G&L SC3 (series 1)

Meet my G&L SC1’s new little brother…

If you’re a regular guitarnerd reader, you’ll know two things about me. One, I like my favourite guitars to have a ‘partner’ so that if I play them live I have a backup that plays & sounds the same. There’s nothing worse than breaking a string, pickup up a spare guitar and having to instantly change your playing style and amp settings to get your sound back for the rest of the set. The second thing is… recently I’ve become a fan of the early, Leo Fender-era G&L guitars.

In the last few weeks I’ve been culling my music gear collection a bit, getting rid of stuff that I haven’t played for a while etc. This was a good excuse to buy stuff that I’d actually play. As I was having so much fun with my SC1, plus that none of my other axes played or sounded anything like it, I kept my eye out for a suitable backup axe. As luck would have it, the same week I sold my Maton Mastersound, this 1st series G&L Sc3 came up for sale on eBay in the US.

Thanks to the Australian dollar being ridiculously strong at the moment, this guitar was a bargain. Another bonus is that shipping is a lot cheaper now, so I was able to get the rare original hard case sent with the guitar. As these guitars were student models, not many buyers paid the extra for the hardcase, so they’re very thin on the ground.

The example has obviously been through the wars a bit, but as I bought it to be a backup and the price was so good, I wasn’t too worried. The main modification is that the original bridge single coil has been replaced with a quite collectable Ibanez ‘Flying Fingers’ Super 80.

These were found on Ibanez’s high end models and are quite high output and very bright sounding. I was originally going to replace this pickup with a Seymour Duncan P-Rail, but coupled with the maple body, this pickup sounds fantastic so I think I’ll leave it there for a while. The neck and middle pickups sound great, and are very low noise. I think later on down the track I’ll get this guitar restored to original spec and get the original single coil put back in the bridge.

The main thing I was stoked about is the neck. It’s a near perfect match to my SC1, but instead of plain maple, it’s made of birdseye/flame maple. The figuring is throughout the whole neck, top to bottom.

I’ve never owned a guitar with such a ‘custom shop’ looking neck. It looks great and the figuring really changes colour in the different light.

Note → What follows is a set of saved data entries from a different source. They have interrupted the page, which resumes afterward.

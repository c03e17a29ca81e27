//! Instance-level CRDs for self-managed GitLab

pub mod license;
pub mod settings;

pub use license::*;
pub use settings::*;
//! ProjectAccessToken translator

use crate::reconciler::shared::access_token::{AccessTokenKind, AccessTokenTranslator};
use crate::reconciler::shared::{Scope, scoped_kind};
use crds::{ProjectAccessToken, ProjectAccessTokenParameters, AccessTokenParameters};

scoped_kind!(ProjectAccessToken, "project access token", Scope::Project, project_id);

impl AccessTokenKind for ProjectAccessToken {
    fn token(params: &ProjectAccessTokenParameters) -> &AccessTokenParameters {
        &params.token
    }

    fn token_mut(params: &mut ProjectAccessTokenParameters) -> &mut AccessTokenParameters {
        &mut params.token
    }
}

pub type ProjectAccessTokenTranslator = AccessTokenTranslator<ProjectAccessToken>;
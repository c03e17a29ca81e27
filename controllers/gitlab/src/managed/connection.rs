//! Connection-detail publisher
//!
//! Writes outputs (tokens, keys, license bodies) into the secret named by
//! `spec.writeConnectionSecretToRef`.

use crate::cluster::{ClusterClient, ConnectionDetails};
use crate::error::ControllerError;
use crds::ManagedResource;
use kube::ResourceExt;
use tracing::{debug, info};

/// Publish `details` for `mr`; a no-op without details or without a sink.
///
/// The secret namespace defaults to the object's namespace. An owner
/// reference is only set when both live in the same namespace.
pub async fn publish<K: ManagedResource>(
    cluster: &dyn ClusterClient,
    mr: &K,
    details: &ConnectionDetails,
) -> Result<(), ControllerError> {
    if details.is_empty() {
        return Ok(());
    }
    let Some(sink) = &mr.resource_spec().write_connection_secret_to_ref else {
        debug!(
            "No connection secret configured for {}, dropping {} detail(s)",
            mr.name_any(),
            details.len()
        );
        return Ok(());
    };

    let object_namespace = mr.namespace().unwrap_or_default();
    let namespace = sink.namespace.clone().unwrap_or_else(|| object_namespace.clone());
    let owner = if namespace == object_namespace {
        mr.controller_owner_ref(&())
    } else {
        None
    };

    cluster
        .apply_secret(&namespace, &sink.name, details, owner)
        .await
        .map_err(|e| {
            ControllerError::SecretIo(format!(
                "cannot publish connection details to {}/{}: {}",
                namespace, sink.name, e
            ))
        })?;
    info!(
        "Published connection details for {} to secret {}/{}",
        mr.name_any(),
        namespace,
        sink.name
    );
    Ok(())
}

#[cfg(test)]
mod tests {
    use super::*;
    use crate::test_utils::{FakeCluster, runner};
    use crds::SecretReference;

    fn details() -> ConnectionDetails {
        ConnectionDetails::from([("token".to_string(), b"glrt-abc".to_vec())])
    }

    #[tokio::test]
    async fn test_publish_defaults_namespace_and_sets_owner() {
        let cluster = FakeCluster::new();
        let mut mr = runner("ci", "team-a");
        mr.spec.resource_spec.write_connection_secret_to_ref = Some(SecretReference {
            name: "runner-token".to_string(),
            namespace: None,
        });

        publish(&cluster, &mr, &details()).await.unwrap();

        let secret = cluster.secret("team-a", "runner-token").unwrap();
        assert_eq!(secret.data.get("token").unwrap(), b"glrt-abc");
        assert_eq!(secret.owner.unwrap().name, "ci");
    }

    #[tokio::test]
    async fn test_publish_to_other_namespace_has_no_owner() {
        let cluster = FakeCluster::new();
        let mut mr = runner("ci", "team-a");
        mr.spec.resource_spec.write_connection_secret_to_ref = Some(SecretReference {
            name: "runner-token".to_string(),
            namespace: Some("shared".to_string()),
        });

        publish(&cluster, &mr, &details()).await.unwrap();
        assert!(cluster.secret("shared", "runner-token").unwrap().owner.is_none());
    }

    #[tokio::test]
    async fn test_publish_without_sink_or_details_is_noop() {
        let cluster = FakeCluster::new();
        let mr = runner("ci", "team-a");
        publish(&cluster, &mr, &details()).await.unwrap();
        publish(&cluster, &mr, &ConnectionDetails::new()).await.unwrap();
        assert_eq!(cluster.secret_writes(), 0);
    }
}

The neck’s been well played, and even has some custom shop-looking ‘relic’-ing… but done the hard way by years of playing. This is why I love old maple necks so much.

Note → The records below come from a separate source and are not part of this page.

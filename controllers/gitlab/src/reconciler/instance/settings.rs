//! ApplicationSettings translator
//!
//! The settings record always exists. Create binds the object to its ID
//! and applies the declared fields; updates send only the fields that
//! differ. Deleting the object leaves the instance settings as they are.

use crate::error::ControllerError;
use crate::managed::external_name;
use crate::managed::translator::{ExternalContext, Translator, create_failed, found, get_failed, update_failed};
use crate::managed::{ExternalCreation, ExternalUpdate};
use crate::reconcile_helpers::{late_init, late_init_list};
use async_trait::async_trait;
use crds::{ApplicationSettings, ApplicationSettingsObservation, ApplicationSettingsParameters, ManagedResource};
use gitlab_client::{Settings, SettingsOptions};
use std::collections::BTreeSet;
use tracing::info;

const NAME: &str = "application settings";

pub struct ApplicationSettingsTranslator {
    ctx: ExternalContext,
}

/// Declared value when it differs from the observed one
fn changed<T: Clone + PartialEq>(declared: &Option<T>, observed: &Option<T>) -> Option<T> {
    declared.as_ref().filter(|d| observed.as_ref() != Some(*d)).cloned()
}

fn changed_set(declared: &Option<Vec<String>>, observed: &Option<Vec<String>>) -> Option<Vec<String>> {
    let as_set = |v: &Vec<String>| v.iter().cloned().collect::<BTreeSet<_>>();
    declared
        .as_ref()
        .filter(|d| observed.as_ref().map(as_set) != Some(as_set(d)))
        .cloned()
}

/// The PUT body: declared fields that differ from the instance
fn changes(p: &ApplicationSettingsParameters, s: &Settings) -> SettingsOptions {
    SettingsOptions {
        default_projects_limit: changed(&p.default_projects_limit, &s.default_projects_limit),
        signup_enabled: changed(&p.signup_enabled, &s.signup_enabled),
        require_two_factor_authentication: changed(
            &p.require_two_factor_authentication,
            &s.require_two_factor_authentication,
        ),
        two_factor_grace_period: changed(&p.two_factor_grace_period, &s.two_factor_grace_period),
        default_project_visibility: changed(&p.default_project_visibility, &s.default_project_visibility),
        default_group_visibility: changed(&p.default_group_visibility, &s.default_group_visibility),
        restricted_visibility_levels: changed_set(&p.restricted_visibility_levels, &s.restricted_visibility_levels),
        max_attachment_size: changed(&p.max_attachment_size, &s.max_attachment_size),
        session_expire_delay: changed(&p.session_expire_delay, &s.session_expire_delay),
        gravatar_enabled: changed(&p.gravatar_enabled, &s.gravatar_enabled),
        after_sign_out_path: changed(&p.after_sign_out_path, &s.after_sign_out_path),
        home_page_url: changed(&p.home_page_url, &s.home_page_url),
        password_authentication_enabled_for_web: changed(
            &p.password_authentication_enabled_for_web,
            &s.password_authentication_enabled_for_web,
        ),
        auto_devops_enabled: changed(&p.auto_devops_enabled, &s.auto_devops_enabled),
        shared_runners_enabled: changed(&p.shared_runners_enabled, &s.shared_runners_enabled),
        max_artifacts_size: changed(&p.max_artifacts_size, &s.max_artifacts_size),
        deletion_adjourned_period: changed(&p.deletion_adjourned_period, &s.deletion_adjourned_period),
    }
}

impl ApplicationSettingsTranslator {
    async fn apply(&self, p: &ApplicationSettingsParameters, current: &Settings) -> Result<(), gitlab_client::GitLabError> {
        let opts = changes(p, current);
        if opts == SettingsOptions::default() {
            return Ok(());
        }
        self.ctx.gitlab.update_settings(&opts).await.map(|_| ())
    }
}

#[async_trait]
impl Translator for ApplicationSettingsTranslator {
    type Kind = ApplicationSettings;
    type Id = i64;
    type Remote = Settings;

    const NAME: &'static str = NAME;

    fn new(ctx: ExternalContext) -> Self {
        Self { ctx }
    }

    fn parse_id(&self, external_name: &str) -> Result<i64, ControllerError> {
        external_name::numeric(external_name)
    }

    async fn fetch(&self, _mr: &ApplicationSettings, id: &i64) -> Result<Option<Settings>, ControllerError> {
        let current = found(NAME, self.ctx.gitlab.get_settings().await)?;
        Ok(current.filter(|s| s.id == *id))
    }

    fn late_initialize(&self, p: &mut ApplicationSettingsParameters, s: &Settings) -> bool {
        let mut c = late_init(&mut p.default_projects_limit, s.default_projects_limit);
        c |= late_init(&mut p.signup_enabled, s.signup_enabled);
        c |= late_init(&mut p.require_two_factor_authentication, s.require_two_factor_authentication);
        c |= late_init(&mut p.two_factor_grace_period, s.two_factor_grace_period);
        c |= late_init(&mut p.default_project_visibility, s.default_project_visibility.clone());
        c |= late_init(&mut p.default_group_visibility, s.default_group_visibility.clone());
        c |= late_init_list(
            &mut p.restricted_visibility_levels,
            s.restricted_visibility_levels.as_deref().unwrap_or_default(),
        );
        c |= late_init(&mut p.max_attachment_size, s.max_attachment_size);
        c |= late_init(&mut p.session_expire_delay, s.session_expire_delay);
        c |= late_init(&mut p.gravatar_enabled, s.gravatar_enabled);
        c |= late_init(&mut p.after_sign_out_path, s.after_sign_out_path.clone().filter(|v| !v.is_empty()));
        c |= late_init(&mut p.home_page_url, s.home_page_url.clone().filter(|v| !v.is_empty()));
        c |= late_init(
            &mut p.password_authentication_enabled_for_web,
            s.password_authentication_enabled_for_web,
        );
        c |= late_init(&mut p.auto_devops_enabled, s.auto_devops_enabled);
        c |= late_init(&mut p.shared_runners_enabled, s.shared_runners_enabled);
        c |= late_init(&mut p.max_artifacts_size, s.max_artifacts_size);
        c |= late_init(&mut p.deletion_adjourned_period, s.deletion_adjourned_period);
        c
    }

    fn observation(&self, s: &Settings) -> ApplicationSettingsObservation {
        ApplicationSettingsObservation { id: Some(s.id) }
    }

    async fn is_up_to_date(&self, mr: &ApplicationSettings, s: &Settings) -> Result<bool, ControllerError> {
        Ok(changes(mr.for_provider(), s) == SettingsOptions::default())
    }

    async fn create(&self, mr: &ApplicationSettings) -> Result<ExternalCreation, ControllerError> {
        let current = self.ctx.gitlab.get_settings().await.map_err(get_failed(NAME))?;
        self.apply(mr.for_provider(), &current)
            .await
            .map_err(create_failed(NAME))?;
        info!("Bound application settings {}", current.id);
        Ok(ExternalCreation {
            external_name: current.id.to_string(),
            ..Default::default()
        })
    }

    async fn update(
        &self,
        mr: &ApplicationSettings,
        _id: &i64,
        current: &Settings,
    ) -> Result<ExternalUpdate, ControllerError> {
        self.apply(mr.for_provider(), current)
            .await
            .map_err(update_failed(NAME))?;
        Ok(ExternalUpdate::default())
    }

    async fn delete(&self, _mr: &ApplicationSettings, id: &i64) -> Result<(), ControllerError> {
        info!("Releasing application settings {}; instance settings are left unchanged", id);
        Ok(())
    }

    async fn gone_while_deleting(&self, _mr: &ApplicationSettings, _id: &i64) -> Result<bool, ControllerError> {
        Ok(true)
    }
}

#[cfg(test)]
mod tests {
    use super::*;

    #[test]
    fn test_changes_only_carry_drifted_fields() {
        let declared = ApplicationSettingsParameters {
            signup_enabled: Some(false),
            default_projects_limit: Some(10),
            restricted_visibility_levels: Some(vec!["public".to_string(), "internal".to_string()]),
            ..Default::default()
        };
        let current = Settings {
            id: 1,
            signup_enabled: Some(true),
            default_projects_limit: Some(10),
            restricted_visibility_levels: Some(vec!["internal".to_string(), "public".to_string()]),
            ..Default::default()
        };
        let opts = changes(&declared, &current);
        assert_eq!(
            opts,
            SettingsOptions {
                signup_enabled: Some(false),
                ..Default::default()
            }
        );
    }
}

Another mod is that someone had fitted a lock nut and then removed it, along with a bit of the wood near the nut. I’m not worried as it doesn’t affect playability at all and added to the good price I got this guitar for. This is meant to be played, not collected.

As mentioned, the body is the first generation ‘Mustang style’, which were only made for a year or two. Production numbers for this model were a bit higher than the SC1, but still very low. Soon after, the body shape was switched to the more strat style format. This particular SC3 looks like it had a scratchplate fitted to it at one point, as I can see a few screw holes here an there. Again, not fussed. I think it looks fantastic.

All this guitar needs now is a good set up and she’ll be ready for action. I’m really glad to have this to add to my guitar army, and I’m sure it’ll get many years of good use. I’m still amazed that you can buy a great USA made guitar for less money than a second hand Korean Fender copy. Everyone in Australia, if you’re thinking about getting a guitar from the US, do it now while our dollar is going so good. Who knows, this time next year it might be back down to 48 cents and guitars like this will be worth twice as much.